He's not arguing for the demise of the work, of course. IT remains at the heart of much of the innovation that companies must pursue to stand out from competitors in the market. But he says it's time to integrate the functions of IT with front-line operations so a combination of business people and programmers can innovate in ways that matter most to those who matter most: the customers.

The essay makes a compelling case, while offering insights from pioneering companies that have done away with the IT department.

Joe Peppard's essay in the Wall Street Journal argues that "having an IT department is exactly what will prevent companies from being innovative, agile, customer-focused and digitally transformed."

Yes, having a separate IT department made sense when massive computers needed to be cooled with water and kept in air-conditioned rooms, but, thanks to the cloud, little computing infrastructure even needs to be kept on-premises today. Meanwhile, the value that companies -- including insurers -- provide has migrated away from data centers and toward the front lines and expert interactions with customers and prospects.

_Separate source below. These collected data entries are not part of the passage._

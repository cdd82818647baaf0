//! Rate limiting implementation
//!
//! Uses the governor crate for token bucket pacing of outgoing requests.
//! This only spaces requests out; reacting to a server-side 429 is the
//! session layer's job.

use governor::clock::DefaultClock;
use governor::middleware::NoOpMiddleware;
use governor::state::{InMemoryState, NotKeyed};
use governor::{Quota, RateLimiter as Governor};
use serde::{Deserialize, Serialize};
use std::num::NonZeroU32;
use std::sync::Arc;
use std::time::Duration;

/// Configuration for rate limiting
#[derive(Debug, Clone, PartialEq, Eq, Serialize, Deserialize)]
pub struct RateLimiterConfig {
    /// Maximum number of requests per second
    pub requests_per_second: u32,
    /// Burst size (max tokens in bucket)
    pub burst_size: u32,
}

impl Default for RateLimiterConfig {
    fn default() -> Self {
        Self {
            requests_per_second: 2,
            burst_size: 2,
        }
    }
}

impl RateLimiterConfig {
    /// Create a new rate limiter config
    pub fn new(requests_per_second: u32, burst_size: u32) -> Self {
        Self {
            requests_per_second,
            burst_size,
        }
    }
}

/// Token bucket rate limiter
#[derive(Clone)]
pub struct RateLimiter {
    limiter: Arc<Governor<NotKeyed, InMemoryState, DefaultClock, NoOpMiddleware>>,
}

impl RateLimiter {
    /// Create a new rate limiter with the given config
    pub fn new(config: &RateLimiterConfig) -> Self {
        let quota = Quota::per_second(
            NonZeroU32::new(config.requests_per_second).unwrap_or(NonZeroU32::MIN),
        )
        .allow_burst(NonZeroU32::new(config.burst_size).unwrap_or(NonZeroU32::MIN));

        Self {
            limiter: Arc::new(Governor::direct(quota)),
        }
    }

    /// Wait until a request can be made
    pub async fn wait(&self) {
        self.limiter.until_ready().await;
    }

    /// Try to acquire a permit, returning immediately
    pub fn try_acquire(&self) -> bool {
        self.limiter.check().is_ok()
    }

    /// Wait with a timeout
    pub async fn wait_with_timeout(&self, timeout: Duration) -> bool {
        tokio::time::timeout(timeout, self.limiter.until_ready())
            .await
            .is_ok()
    }
}

impl std::fmt::Debug for RateLimiter {
    fn fmt(&self, f: &mut std::fmt::Formatter<'_>) -> std::fmt::Result {
        f.debug_struct("RateLimiter").finish()
    }
}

Peppard says the problem with an IT department begins with the fact that is treated as a supplier to the rest of the company and, as a result, is measured in ways that are "often irrelevant to the success of the business." The measurement are "almost always inputs — money they have spent, systems that don’t break down, or projects that come in on time and on budget. But there’s almost nothing about the contributions that technology is making to business outcomes...."

He adds that "the [current] model also assumes that it’s possible for the various corporate units to define upfront and many months in advance exactly what they will need from the IT department.... That isn’t how the world works in today’s fast-paced digital world.

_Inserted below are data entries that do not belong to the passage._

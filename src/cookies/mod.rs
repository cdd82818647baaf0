//! Cookie module
//!
//! Holds the session's cookie set and persists it per user.
//!
//! # Overview
//!
//! The cookie module provides:
//! - `Cookie` / `CookieSet` - the cookies issued by the upstream host
//! - `CookieStore` - one JSON record per user, replaced atomically on save
//! - Expiry detection for the session-identifying cookie

mod store;
mod types;

pub use store::{CookieStore, StoredSessionRecord, DEFAULT_SESSION_COOKIE};
pub use types::{strip_quotes, Cookie, CookieSet};

#[cfg(test)]
mod tests;
//! Session module
//!
//! Owns one authenticated session against the upstream host.
//!
//! The `SessionManager` drives the login handshake, derives the anti-forgery
//! token from the session cookie, attaches cookies and token to authorized
//! requests, and serializes re-authentication so concurrent callers that
//! observe an expired session share a single handshake.

mod manager;
mod state;

pub use manager::{SessionManager, LOGIN_RESULT_CHALLENGE, LOGIN_RESULT_PASS};
pub use state::AuthState;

"Sure, you can say you want the IT department to be faster and more flexible. But having the department in a silo makes that almost impossible."

He recommends setting up a structure "that organizes employee groups around missions," embedding tech expertise into those groups and using emerging tools such as low-code/no-code programming so that those with business expertise can at least begin the design process for software that will matter to customers and the business.

In many ways, I've been noodling on this question of what to do with the IT department ever since I started covering the computer industry for the Wall Street Journal way back in 1986. One of the first articles I wrote for the front page was on the IT backlog: Business executives griped that they'd have to spend months laying out detailed specs for a programming effort and then wait 18 months to two years for the result -- only to find that IT hadn't quite understood the need or that business conditions had changed.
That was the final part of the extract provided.